ASAP Ferg singles chronology
| "Don't Mind" (2016) | "East Coast" (2017) | "Look at Us Now" (2017) |

Remy Ma singles chronology
| "You" (2017) | "East Coast" (2017) | "Heartbreak" (2017) |

Music video
- "East Coast" on YouTube

= East Coast (ASAP Ferg song) =

"East Coast" is a hip-hop song by American rapper ASAP Ferg. It was released as a single on April 7, 2017, by RCA Records. The track was produced by DJ Khalil and features a guest appearance by American rapper Remy Ma. Originally meant as the lead single from Ferg's third studio album, Still Striving, the song was excluded from the final track listing, as only the remix was included instead.

==Music video==
The music video for "East Coast" directed by ASAP Ferg and Shomi Patwari was released on May 2, 2017 on ASAP Ferg's Vevo account. It features cameo appearances from ASAP Rocky, French Montana, Flatbush Zombies and Rick Ross.

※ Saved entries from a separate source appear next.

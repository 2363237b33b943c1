//! Storage engines and the operation surface they share.

pub mod lsht;
pub mod lsm;

use std::sync::Arc;
use std::time::SystemTime;

use crate::config::Config;
use crate::error::{Error, Result};

const GIB: usize = 1 << 30;

/// Maximum key size accepted by either engine.
pub const MAX_KEY_SIZE: usize = GIB;
/// Maximum value size accepted by either engine.
pub const MAX_VALUE_SIZE: usize = 4 * GIB;

/// The operation surface implemented identically by both engines.
///
/// Engines are internally safe for concurrent callers: reads take the read
/// side of the engine lock, every mutation takes the write side. Within a
/// single key, the last successful mutation wins; across keys there is no
/// ordering guarantee beyond the lock's serialization.
pub trait Store: Send + Sync {
    /// Latest unexpired value for `key`.
    fn get(&self, key: &str) -> Result<Vec<u8>>;

    /// One result per key, each tagged ok or err; never aggregates.
    fn mget(&self, keys: &[String]) -> Vec<Result<Vec<u8>>>;

    /// Inserts or updates a key-value pair. Visible to readers immediately;
    /// durable when the next sync occurs.
    fn set(&self, key: &str, value: &[u8]) -> Result<()>;

    /// Removes a key. Idempotent: succeeds whether or not the key existed,
    /// as long as the tombstone write succeeds.
    fn delete(&self, key: &str) -> Result<()>;

    /// Whether the key is present, answered from in-memory structures only.
    fn exists(&self, key: &str) -> bool;

    /// Keys matching a regex pattern; `*` matches everything.
    fn keys(&self, pattern: &str) -> Result<Vec<String>>;

    /// All keys; equivalent to `keys("*")`.
    fn all_keys(&self) -> Result<Vec<String>> {
        self.keys("*")
    }

    /// Whole seconds until expiry, or -1 when the key has no expiry or has
    /// already expired.
    fn ttl(&self, key: &str) -> Result<i64>;

    /// Rewrites the key's record with a new absolute expiry.
    fn expire(&self, key: &str, at: SystemTime) -> Result<()>;

    /// `set` with an expiry of now + `ttl_secs`.
    fn setex(&self, key: &str, value: &[u8], ttl_secs: i64) -> Result<()>;

    /// Clears the key's expiry by rewriting its record.
    fn persist(&self, key: &str) -> Result<()>;

    /// Parses the value as a decimal ASCII integer, adds one, writes it
    /// back, and returns the new value.
    fn incr(&self, key: &str) -> Result<i64>;

    /// Like [`Store::incr`], subtracting one.
    fn decr(&self, key: &str) -> Result<i64>;

    /// Forces buffered writes to stable storage.
    fn sync(&self) -> Result<()>;

    /// Cleanly shuts the engine down, persisting whatever it keeps in
    /// memory and releasing the directory lock.
    fn close(&self) -> Result<()>;
}

/// Which engine backs a directory.
#[derive(Debug, Clone, Copy, PartialEq, Eq)]
pub enum Engine {
    Lsht,
    Lsm,
}

impl std::str::FromStr for Engine {
    type Err = Error;

    fn from_str(s: &str) -> Result<Self> {
        match s.to_ascii_lowercase().as_str() {
            "lsht" => Ok(Engine::Lsht),
            "lsm" => Ok(Engine::Lsm),
            other => Err(Error::Io(format!("unknown engine: {other}"))),
        }
    }
}

/// Opens the selected engine over `config.directory`.
pub fn open_store(config: Config, engine: Engine) -> Result<Arc<dyn Store>> {
    match engine {
        Engine::Lsht => Ok(Arc::new(lsht::LshtStore::open(config)?)),
        Engine::Lsm => Ok(Arc::new(lsm::LsmStore::open(config)?)),
    }
}

/// Validates key and value bounds for a write.
pub(crate) fn validate_entry(key: &str, value: &[u8]) -> Result<()> {
    if key.is_empty() {
        return Err(Error::KeyEmpty);
    }
    if key.len() > MAX_KEY_SIZE {
        return Err(Error::KeyTooBig);
    }
    if value.is_empty() {
        return Err(Error::ValueEmpty);
    }
    if value.len() > MAX_VALUE_SIZE {
        return Err(Error::ValueTooBig);
    }
    Ok(())
}

/// Compiles a key pattern; `*` means "match everything" and compiles to
/// `None` so callers can skip the regex entirely.
pub(crate) fn compile_pattern(pattern: &str) -> Result<Option<regex::Regex>> {
    if pattern == "*" {
        return Ok(None);
    }
    Ok(Some(regex::Regex::new(pattern)?))
}

/// Parses a stored value as a decimal ASCII integer for incr/decr.
pub(crate) fn parse_int(value: &[u8]) -> Result<i64> {
    std::str::from_utf8(value)
        .ok()
        .and_then(|s| s.trim().parse::<i64>().ok())
        .ok_or(Error::NotAnInteger)
}

#[cfg(test)]
mod tests {
    use super::*;

    #[test]
    fn test_validate_entry() {
        assert_eq!(validate_entry("", b"v"), Err(Error::KeyEmpty));
        assert_eq!(validate_entry("k", b""), Err(Error::ValueEmpty));
        assert_eq!(validate_entry("k", b"v"), Ok(()));
    }

    #[test]
    fn test_compile_pattern() {
        assert!(compile_pattern("*").unwrap().is_none());
        assert!(compile_pattern("^user:").unwrap().is_some());
        assert!(matches!(
            compile_pattern("["),
            Err(Error::InvalidPattern(_))
        ));
    }

    #[test]
    fn test_parse_int() {
        assert_eq!(parse_int(b"42").unwrap(), 42);
        assert_eq!(parse_int(b"-7").unwrap(), -7);
        assert_eq!(parse_int(b"forty two"), Err(Error::NotAnInteger));
        assert_eq!(parse_int(b"\xff\xfe"), Err(Error::NotAnInteger));
    }

    #[test]
    fn test_engine_from_str() {
        assert_eq!("lsht".parse::<Engine>().unwrap(), Engine::Lsht);
        assert_eq!("LSM".parse::<Engine>().unwrap(), Engine::Lsm);
        assert!("btree".parse::<Engine>().is_err());
    }
}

In an interview with Billboard ASAP Ferg said: "As far as creating the song and the visual, I just feel like I wanted to bring the New York energy back – bring it back to the fun videos and creativity and innovation".

He also spoke about working with Remy Ma for the music video: "It's so dope working with Remy Ma because she's a dope and funny individual and she's so professional. Getting into the studio with her, in the booth – I know why Big Pun wanted to make her his protege and invest in her coming up in the game. She's just an amazing person, and I feel like there was nobody else better to kick this new song off with."

==Remixes==
The official remix was released on August 4, 2017 and features additional verses from Busta Rhymes, ASAP Rocky, Dave East, French Montana, Rick Ross and Snoop Dogg. Only the remix of this song was included in the mixtape however. The remix version is featured in EA Sports UFC 3.